The central tension is between anchoring vaccine policy in a visible, evidence‑based statutory process to increase stability and accountability, and preserving the speed, flexibility, and technical discretion public health agencies need to respond to emerging science and emergencies; transparency and higher evidentiary bars can strengthen trust and legal defensibility but can also slow or politicize decisions where rapid action is required.

The bill attempts to lock scientific standards and procedural transparency into statute, but that approach creates implementation choices that the text does not fully resolve. For example, the mandated reliance on "peer‑reviewed" evidence raises practical questions about how to weigh high‑quality real‑world evidence, industry data, or prepublication findings—especially for new products or during emergencies when peer review lags.

The statute also centralizes candidate selection through Comptroller General recommendations; that increases vetting but may slow appointments or narrow the pool in ways the bill does not address.

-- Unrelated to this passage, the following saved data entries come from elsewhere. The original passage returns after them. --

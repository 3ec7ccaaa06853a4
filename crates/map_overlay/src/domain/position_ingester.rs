use common::domain::{
    DevicePosition, DevicePositionRepository, DomainResult, MessageQueue, PositionUpdate,
    ReceiveOptions,
};
use std::sync::Arc;
use std::time::Duration;
use tokio_util::sync::CancellationToken;
use tracing::{debug, error, info, warn};

/// Feeds published position updates into the tracker
pub struct PositionIngester {
    queue: Arc<dyn MessageQueue>,
    repository: Arc<dyn DevicePositionRepository>,
    receive_options: ReceiveOptions,
}

impl PositionIngester {
    pub fn new(
        queue: Arc<dyn MessageQueue>,
        repository: Arc<dyn DevicePositionRepository>,
        receive_options: ReceiveOptions,
    ) -> Self {
        Self {
            queue,
            repository,
            receive_options,
        }
    }

    /// Ingest batches until `ctx` is cancelled. A batch already received is
    /// always finished, so nothing recorded is left unacknowledged.
    pub async fn run(&self, ctx: CancellationToken) -> anyhow::Result<()> {
        info!("Starting position ingester loop");

        while !ctx.is_cancelled() {
            if let Err(e) = self.ingest_batch().await {
                error!(error = %e, "Error ingesting position batch");
                tokio::select! {
                    _ = ctx.cancelled() => {}
                    _ = tokio::time::sleep(Duration::from_secs(1)) => {}
                }
            }
        }

        info!("Position ingester stopped gracefully");
        Ok(())
    }

    /// Receive one batch and record every valid update. Returns how many were
    /// recorded. Updates the tracker failed to store are left for redelivery;
    /// malformed ones are deleted.
    pub async fn ingest_batch(&self) -> DomainResult<usize> {
        let messages = self.queue.receive_messages(self.receive_options).await?;
        if messages.is_empty() {
            return Ok(0);
        }

        let mut recorded = 0;
        for message in messages {
            match PositionUpdate::from_json(&message.body) {
                Ok(update) => {
                    let device_id = update.device_id.clone();
                    if let Err(e) = self.repository.record_position(DevicePosition::from(update)).await {
                        warn!(device_id = %device_id, error = %e, "failed to record position");
                        continue;
                    }
                    recorded += 1;
                }
                Err(e) => {
                    error!(error = %e, "discarding malformed position update");
                }
            }

            if let Err(e) = self.queue.delete_message(&message.receipt_handle).await {
                warn!(
                    receipt_handle = %message.receipt_handle,
                    error = %e,
                    "failed to delete position update"
                );
            }
        }

        debug!(recorded, "ingested position batch");
        Ok(recorded)
    }
}
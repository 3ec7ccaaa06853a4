use crate::domain::{BreachEvent, BreachEventType};
use serde::Deserialize;
use std::collections::{BTreeMap, BTreeSet};
use tokio::sync::{watch, RwLock};
use tracing::debug;

/// How breaches are attributed when several devices share a geofence
#[derive(Debug, Clone, Copy, PartialEq, Eq, Default, Deserialize)]
#[serde(rename_all = "snake_case")]
pub enum BreachTrackingMode {
    /// Any EXIT clears the geofence, even if another device is still inside it
    #[default]
    PerGeofence,
    /// A geofence stays breached while at least one device is inside it
    PerDevice,
}

/// The set of geofences currently breached by at least one device.
///
/// Written by the notification reconciler, read by overlay rendering through
/// snapshots. Every change to the set of breached ids bumps a version on a
/// watch channel so readers can re-render.
pub struct BreachingSet {
    mode: BreachTrackingMode,
    // geofence id -> devices observed inside it
    geofences: RwLock<BTreeMap<String, BTreeSet<String>>>,
    version: watch::Sender<u64>,
}

impl BreachingSet {
    pub fn new(mode: BreachTrackingMode) -> Self {
        let (version, _) = watch::channel(0);
        Self {
            mode,
            geofences: RwLock::new(BTreeMap::new()),
            version,
        }
    }

    pub fn mode(&self) -> BreachTrackingMode {
        self.mode
    }

    /// Apply an ENTER/EXIT event. Returns true when the set of breached ids changed.
    pub async fn apply(&self, event: &BreachEvent) -> bool {
        let mut geofences = self.geofences.write().await;

        let changed = match (event.event_type, self.mode) {
            (BreachEventType::Enter, _) => {
                let devices = geofences.entry(event.geofence_id.clone()).or_default();
                let was_empty = devices.is_empty();
                devices.insert(event.device_id.clone());
                was_empty
            }
            (BreachEventType::Exit, BreachTrackingMode::PerGeofence) => {
                geofences.remove(&event.geofence_id).is_some()
            }
            (BreachEventType::Exit, BreachTrackingMode::PerDevice) => {
                match geofences.get_mut(&event.geofence_id) {
                    Some(devices) => {
                        devices.remove(&event.device_id);
                        if devices.is_empty() {
                            geofences.remove(&event.geofence_id);
                            true
                        } else {
                            false
                        }
                    }
                    None => false,
                }
            }
        };
        drop(geofences);

        if changed {
            debug!(
                geofence_id = %event.geofence_id,
                device_id = %event.device_id,
                event_type = event.event_type.as_str(),
                "breaching set changed"
            );
            self.version.send_modify(|v| *v += 1);
        }

        changed
    }

    /// Read-only snapshot of the breached geofence ids
    pub async fn breaching_geofence_ids(&self) -> BTreeSet<String> {
        self.geofences.read().await.keys().cloned().collect()
    }

    pub async fn contains(&self, geofence_id: &str) -> bool {
        self.geofences.read().await.contains_key(geofence_id)
    }

    /// Receiver that is marked changed whenever the breached ids change
    pub fn subscribe(&self) -> watch::Receiver<u64> {
        self.version.subscribe()
    }
}

impl Default for BreachingSet {
    fn default() -> Self {
        Self::new(BreachTrackingMode::default())
    }
}
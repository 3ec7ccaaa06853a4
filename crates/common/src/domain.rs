mod breach_event;
mod breaching_set;
mod device_position;
mod geofence;
mod queue;
mod result;

pub use breach_event::*;
pub use breaching_set::*;
pub use device_position::*;
pub use geofence::*;
pub use queue::*;
pub use result::*;
use crate::domain::result::{DomainError, DomainResult};
use async_trait::async_trait;
use chrono::{DateTime, Utc};

/// A named polygonal region in a geofence collection
#[derive(Debug, Clone, PartialEq)]
pub struct Geofence {
    pub geofence_id: String,
    /// Closed exterior ring of `[longitude, latitude]` vertices
    pub polygon: Vec<[f64; 2]>,
    pub create_time: Option<DateTime<Utc>>,
    pub update_time: Option<DateTime<Utc>>,
}

/// Input for creating or replacing a geofence
#[derive(Debug, Clone, PartialEq)]
pub struct PutGeofenceInput {
    pub geofence_id: String,
    pub polygon: Vec<[f64; 2]>,
}

/// Twice the signed area of a ring (shoelace formula). Positive when the
/// vertices wind counter-clockwise.
pub fn signed_double_area(ring: &[[f64; 2]]) -> f64 {
    let mut area = 0.0;
    for i in 0..ring.len() {
        let j = (i + 1) % ring.len();
        area += ring[i][0] * ring[j][1];
        area -= ring[j][0] * ring[i][1];
    }
    area
}

/// Orient a ring counter-clockwise, the winding geofence collections accept
pub fn ensure_counter_clockwise(mut ring: Vec<[f64; 2]>) -> Vec<[f64; 2]> {
    if signed_double_area(&ring) <= 0.0 {
        ring.reverse();
    }
    ring
}

/// Close the ring if needed and check it has at least three distinct vertices
/// enclosing a non-zero area. Repeated consecutive vertices are dropped.
pub fn validate_ring(mut ring: Vec<[f64; 2]>) -> DomainResult<Vec<[f64; 2]>> {
    ring.dedup();
    if ring.len() > 1 && ring.first() == ring.last() {
        ring.pop();
    }

    if ring.len() < 3 {
        return Err(DomainError::InvalidGeofence(format!(
            "a geofence must have at least 3 points, got {}",
            ring.len()
        )));
    }
    if signed_double_area(&ring) == 0.0 {
        return Err(DomainError::InvalidGeofence(
            "a geofence must enclose a non-zero area".to_string(),
        ));
    }

    let first = ring[0];
    ring.push(first);
    Ok(ring)
}

/// Repository trait for the geofence collection
#[cfg_attr(any(test, feature = "testing"), mockall::automock)]
#[async_trait]
pub trait GeofenceRepository: Send + Sync {
    /// List every geofence in the collection, oldest first
    async fn list_geofences(&self) -> DomainResult<Vec<Geofence>>;

    /// Create a geofence. Fails with GeofenceAlreadyExists on id conflict.
    async fn put_geofence(&self, input: PutGeofenceInput) -> DomainResult<Geofence>;

    /// Delete the given geofences, ignoring ids that do not exist
    async fn batch_delete_geofences(&self, geofence_ids: &[String]) -> DomainResult<()>;
}
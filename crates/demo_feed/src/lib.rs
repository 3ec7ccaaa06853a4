pub mod demo_feed;
pub mod domain;
pub mod nats;

pub use demo_feed::*;
pub use domain::*;
pub use nats::*;
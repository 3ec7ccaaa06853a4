use opentelemetry_sdk::{logs::LoggerProvider, trace::TracerProvider as SdkTracerProvider};

/// Configuration for telemetry initialization
#[derive(Clone, Debug)]
pub struct TelemetryConfig {
    pub service_name: String,
    pub otel_endpoint: String,
    pub otel_enabled: bool,
    pub log_level: String,
}

impl Default for TelemetryConfig {
    fn default() -> Self {
        Self {
            service_name: "geotrack".to_string(),
            otel_endpoint: "http://localhost:4317".to_string(),
            otel_enabled: false,
            log_level: "info".to_string(),
        }
    }
}

/// Providers returned from telemetry initialization for proper shutdown
pub struct TelemetryProviders {
    pub tracer_provider: SdkTracerProvider,
    pub logger_provider: LoggerProvider,
}
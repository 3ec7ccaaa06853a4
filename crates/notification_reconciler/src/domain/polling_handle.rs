use tokio::task::JoinHandle;
use tokio_util::sync::CancellationToken;
use tracing::error;

/// Handle to a background polling loop.
///
/// Dropping the handle cancels the loop without waiting for it.
#[derive(Debug)]
pub struct PollingHandle {
    token: CancellationToken,
    task: Option<JoinHandle<anyhow::Result<()>>>,
}

impl PollingHandle {
    pub fn new(token: CancellationToken, task: JoinHandle<anyhow::Result<()>>) -> Self {
        Self {
            token,
            task: Some(task),
        }
    }

    pub fn is_stopped(&self) -> bool {
        self.task.as_ref().map_or(true, |task| task.is_finished())
    }

    /// Stop scheduling new cycles and wait for an in-flight cycle to finish
    pub async fn stop(mut self) {
        self.token.cancel();
        if let Some(task) = self.task.take() {
            match task.await {
                Ok(Ok(())) => {}
                Ok(Err(e)) => error!(error = %e, "polling loop ended with error"),
                Err(e) => error!(error = %e, "polling loop panicked"),
            }
        }
    }
}

impl Drop for PollingHandle {
    fn drop(&mut self) {
        self.token.cancel();
    }
}
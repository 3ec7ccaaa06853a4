mod notification_log;
mod notification_reconciler_service;
mod polling_handle;

pub use notification_log::*;
pub use notification_reconciler_service::*;
pub use polling_handle::*;
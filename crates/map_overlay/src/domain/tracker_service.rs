use chrono::Utc;
use common::domain::{DevicePosition, DevicePositionRepository, DomainResult};
use std::sync::Arc;
use std::time::Duration;
use tracing::debug;

pub const DEFAULT_HISTORY_OFFSET: Duration = Duration::from_secs(3600);

/// Read side of the tracker: device list and per-device history
pub struct TrackerService {
    repository: Arc<dyn DevicePositionRepository>,
    history_offset: Duration,
}

impl TrackerService {
    pub fn new(repository: Arc<dyn DevicePositionRepository>, history_offset: Duration) -> Self {
        Self {
            repository,
            history_offset,
        }
    }

    /// Latest position of every device, most recently seen first
    pub async fn list_devices(&self) -> DomainResult<Vec<DevicePosition>> {
        let mut devices = self.repository.list_device_positions().await?;
        devices.sort_by(|a, b| b.sample_time.cmp(&a.sample_time));
        Ok(devices)
    }

    /// Positions of `device_id` within the history offset.
    ///
    /// When the window is empty the device's current position is returned
    /// instead, so a device that stopped reporting still shows where it is.
    pub async fn device_history(&self, device_id: &str) -> DomainResult<Vec<DevicePosition>> {
        let offset = chrono::Duration::from_std(self.history_offset)
            .unwrap_or_else(|_| chrono::Duration::seconds(3600));
        let since = Utc::now() - offset;

        let history = self
            .repository
            .get_device_position_history(device_id, since)
            .await?;
        if !history.is_empty() {
            return Ok(history);
        }

        debug!(device_id = %device_id, "no recent history, falling back to current position");
        let current = self
            .list_devices()
            .await?
            .into_iter()
            .filter(|device| device.device_id == device_id)
            .collect();
        Ok(current)
    }
}

#[cfg(test)]
mod tests {
    use super::*;
    use chrono::{DateTime, Duration as ChronoDuration};
    use common::domain::MockDevicePositionRepository;

    fn position(device: &str, time: DateTime<Utc>) -> DevicePosition {
        DevicePosition {
            device_id: device.to_string(),
            position: [-122.33, 47.54],
            sample_time: time,
        }
    }

    #[tokio::test]
    async fn test_devices_sorted_newest_first() {
        let now = Utc::now();
        let mut repository = MockDevicePositionRepository::new();
        repository.expect_list_device_positions().returning(move || {
            Ok(vec![
                position("Truck-1", now - ChronoDuration::seconds(30)),
                position("Truck-2", now),
                position("Truck-3", now - ChronoDuration::seconds(60)),
            ])
        });

        let service = TrackerService::new(Arc::new(repository), DEFAULT_HISTORY_OFFSET);
        let devices = service.list_devices().await.unwrap();

        let ids: Vec<&str> = devices.iter().map(|d| d.device_id.as_str()).collect();
        assert_eq!(ids, vec!["Truck-2", "Truck-1", "Truck-3"]);
    }

    #[tokio::test]
    async fn test_history_uses_offset_window() {
        let now = Utc::now();
        let mut repository = MockDevicePositionRepository::new();
        repository
            .expect_get_device_position_history()
            .withf(move |device_id: &str, since: &DateTime<Utc>| {
                let age = now - *since;
                device_id == "Truck-1" && age >= ChronoDuration::seconds(599) && age <= ChronoDuration::seconds(601)
            })
            .times(1)
            .returning(move |_, _| Ok(vec![position("Truck-1", now)]));
        repository.expect_list_device_positions().never();

        let service = TrackerService::new(Arc::new(repository), Duration::from_secs(600));
        let history = service.device_history("Truck-1").await.unwrap();

        assert_eq!(history.len(), 1);
    }

    #[tokio::test]
    async fn test_empty_history_falls_back_to_current_position() {
        let now = Utc::now();
        let mut repository = MockDevicePositionRepository::new();
        repository
            .expect_get_device_position_history()
            .returning(|_, _| Ok(Vec::new()));
        repository.expect_list_device_positions().returning(move || {
            Ok(vec![
                position("Truck-1", now - ChronoDuration::hours(3)),
                position("Truck-2", now),
            ])
        });

        let service = TrackerService::new(Arc::new(repository), DEFAULT_HISTORY_OFFSET);
        let history = service.device_history("Truck-1").await.unwrap();

        assert_eq!(history, vec![position("Truck-1", now - ChronoDuration::hours(3))]);
    }
}
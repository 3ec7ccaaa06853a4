mod demo_feed_driver;
mod demo_script;

pub use demo_feed_driver::*;
pub use demo_script::*;
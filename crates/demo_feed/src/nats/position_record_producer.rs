use async_trait::async_trait;
use common::domain::{DomainError, DomainResult, PositionRecord, PositionSink};
use common::nats::JetStreamPublisher;
use std::sync::Arc;
use tracing::{debug, warn};

/// Publishes position records to `{base_subject}.{partition_key}`
pub struct PositionRecordProducer {
    publisher: Arc<dyn JetStreamPublisher>,
    base_subject: String,
}

impl PositionRecordProducer {
    pub fn new(publisher: Arc<dyn JetStreamPublisher>, base_subject: String) -> Self {
        debug!(base_subject = %base_subject, "initialized PositionRecordProducer");
        Self {
            publisher,
            base_subject,
        }
    }
}

#[async_trait]
impl PositionSink for PositionRecordProducer {
    async fn put_records(&self, records: Vec<PositionRecord>) -> DomainResult<()> {
        let total = records.len();
        let mut failed = 0;

        for record in records {
            let subject = format!("{}.{}", self.base_subject, record.partition_key);
            if let Err(e) = self.publisher.publish(subject.clone(), record.data).await {
                warn!(subject = %subject, error = %e, "failed to publish position record");
                failed += 1;
            }
        }

        if failed > 0 {
            return Err(DomainError::RepositoryError(anyhow::anyhow!(
                "{} of {} position records failed to publish",
                failed,
                total
            )));
        }

        debug!(records = total, "published position records");
        Ok(())
    }
}

#[cfg(test)]
mod tests {
    use super::*;
    use bytes::Bytes;
    use common::nats::MockJetStreamPublisher;

    fn record(partition_key: &str, data: &'static [u8]) -> PositionRecord {
        PositionRecord {
            partition_key: partition_key.to_string(),
            data: Bytes::from_static(data),
        }
    }

    #[tokio::test]
    async fn test_records_are_published_per_partition_subject() {
        let mut publisher = MockJetStreamPublisher::new();
        publisher
            .expect_publish()
            .withf(|subject: &String, payload: &Bytes| {
                subject == "positions.1" && payload.as_ref() == b"one"
            })
            .times(1)
            .returning(|_, _| Ok(()));
        publisher
            .expect_publish()
            .withf(|subject: &String, payload: &Bytes| {
                subject == "positions.3" && payload.as_ref() == b"three"
            })
            .times(1)
            .returning(|_, _| Ok(()));

        let producer = PositionRecordProducer::new(Arc::new(publisher), "positions".to_string());
        let result = producer
            .put_records(vec![record("1", b"one"), record("3", b"three")])
            .await;

        assert!(result.is_ok());
    }

    #[tokio::test]
    async fn test_partial_failure_still_publishes_the_rest() {
        let mut publisher = MockJetStreamPublisher::new();
        publisher
            .expect_publish()
            .withf(|subject: &String, _: &Bytes| subject == "positions.1")
            .times(1)
            .returning(|_, _| Err(anyhow::anyhow!("no responders")));
        publisher
            .expect_publish()
            .withf(|subject: &String, _: &Bytes| subject == "positions.2")
            .times(1)
            .returning(|_, _| Ok(()));

        let producer = PositionRecordProducer::new(Arc::new(publisher), "positions".to_string());
        let result = producer
            .put_records(vec![record("1", b"a"), record("2", b"b")])
            .await;

        assert!(matches!(result, Err(DomainError::RepositoryError(_))));
    }

    #[tokio::test]
    async fn test_empty_batch_publishes_nothing() {
        let mut publisher = MockJetStreamPublisher::new();
        publisher.expect_publish().never();

        let producer = PositionRecordProducer::new(Arc::new(publisher), "positions".to_string());

        assert!(producer.put_records(Vec::new()).await.is_ok());
    }
}
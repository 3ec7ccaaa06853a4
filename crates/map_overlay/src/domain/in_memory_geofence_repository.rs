use async_trait::async_trait;
use chrono::Utc;
use common::domain::{DomainError, DomainResult, Geofence, GeofenceRepository, PutGeofenceInput};
use std::sync::Arc;
use tokio::sync::RwLock;

/// In-memory geofence collection kept in insertion order
pub struct InMemoryGeofenceRepository {
    geofences: Arc<RwLock<Vec<Geofence>>>,
}

impl InMemoryGeofenceRepository {
    pub fn new() -> Self {
        Self {
            geofences: Arc::new(RwLock::new(Vec::new())),
        }
    }
}

impl Default for InMemoryGeofenceRepository {
    fn default() -> Self {
        Self::new()
    }
}

#[async_trait]
impl GeofenceRepository for InMemoryGeofenceRepository {
    async fn list_geofences(&self) -> DomainResult<Vec<Geofence>> {
        let geofences = self.geofences.read().await;
        Ok(geofences.clone())
    }

    async fn put_geofence(&self, input: PutGeofenceInput) -> DomainResult<Geofence> {
        let mut geofences = self.geofences.write().await;
        if geofences.iter().any(|g| g.geofence_id == input.geofence_id) {
            return Err(DomainError::GeofenceAlreadyExists(input.geofence_id));
        }

        let geofence = Geofence {
            geofence_id: input.geofence_id,
            polygon: input.polygon,
            create_time: Some(Utc::now()),
            update_time: None,
        };
        geofences.push(geofence.clone());
        Ok(geofence)
    }

    async fn batch_delete_geofences(&self, geofence_ids: &[String]) -> DomainResult<()> {
        let mut geofences = self.geofences.write().await;
        geofences.retain(|g| !geofence_ids.contains(&g.geofence_id));
        Ok(())
    }
}

#[cfg(test)]
mod tests {
    use super::*;

    fn input(id: &str) -> PutGeofenceInput {
        PutGeofenceInput {
            geofence_id: id.to_string(),
            polygon: vec![[0.0, 0.0], [1.0, 0.0], [1.0, 1.0], [0.0, 0.0]],
        }
    }

    #[tokio::test]
    async fn test_put_list_and_delete() {
        let repository = InMemoryGeofenceRepository::new();
        repository.put_geofence(input("A")).await.unwrap();
        repository.put_geofence(input("B")).await.unwrap();
        repository.put_geofence(input("C")).await.unwrap();

        repository
            .batch_delete_geofences(&["B".to_string(), "missing".to_string()])
            .await
            .unwrap();

        let ids: Vec<String> = repository
            .list_geofences()
            .await
            .unwrap()
            .into_iter()
            .map(|g| g.geofence_id)
            .collect();
        assert_eq!(ids, vec!["A", "C"]);
    }

    #[tokio::test]
    async fn test_duplicate_id_conflicts() {
        let repository = InMemoryGeofenceRepository::new();
        repository.put_geofence(input("A")).await.unwrap();

        let result = repository.put_geofence(input("A")).await;

        assert!(matches!(result, Err(DomainError::GeofenceAlreadyExists(id)) if id == "A"));
    }
}
use anyhow::Result;
use async_trait::async_trait;

/// Trait for JetStream publisher operations
/// Abstracts publishing so producers can be tested without a NATS server
#[cfg_attr(any(test, feature = "testing"), mockall::automock)]
#[async_trait]
pub trait JetStreamPublisher: Send + Sync {
    /// Publish a message to a subject and await the stream acknowledgment
    async fn publish(&self, subject: String, payload: bytes::Bytes) -> Result<()>;
}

On the Vaccine Injury Table side, requiring a preponderance of the best available scientific evidence before removing items will make narrowing the table more rigorous, but it does not define how to weigh heterogeneous evidence streams or resolve conflicts between epidemiologic signals and mechanistic findings. The short deadlines and mandatory reporting to Congress when CDC departs from committee advice increase transparency but also create a near‑real‑time political spotlight that could influence technical deliberation or motivate legal challenges immediately after administrative decisions.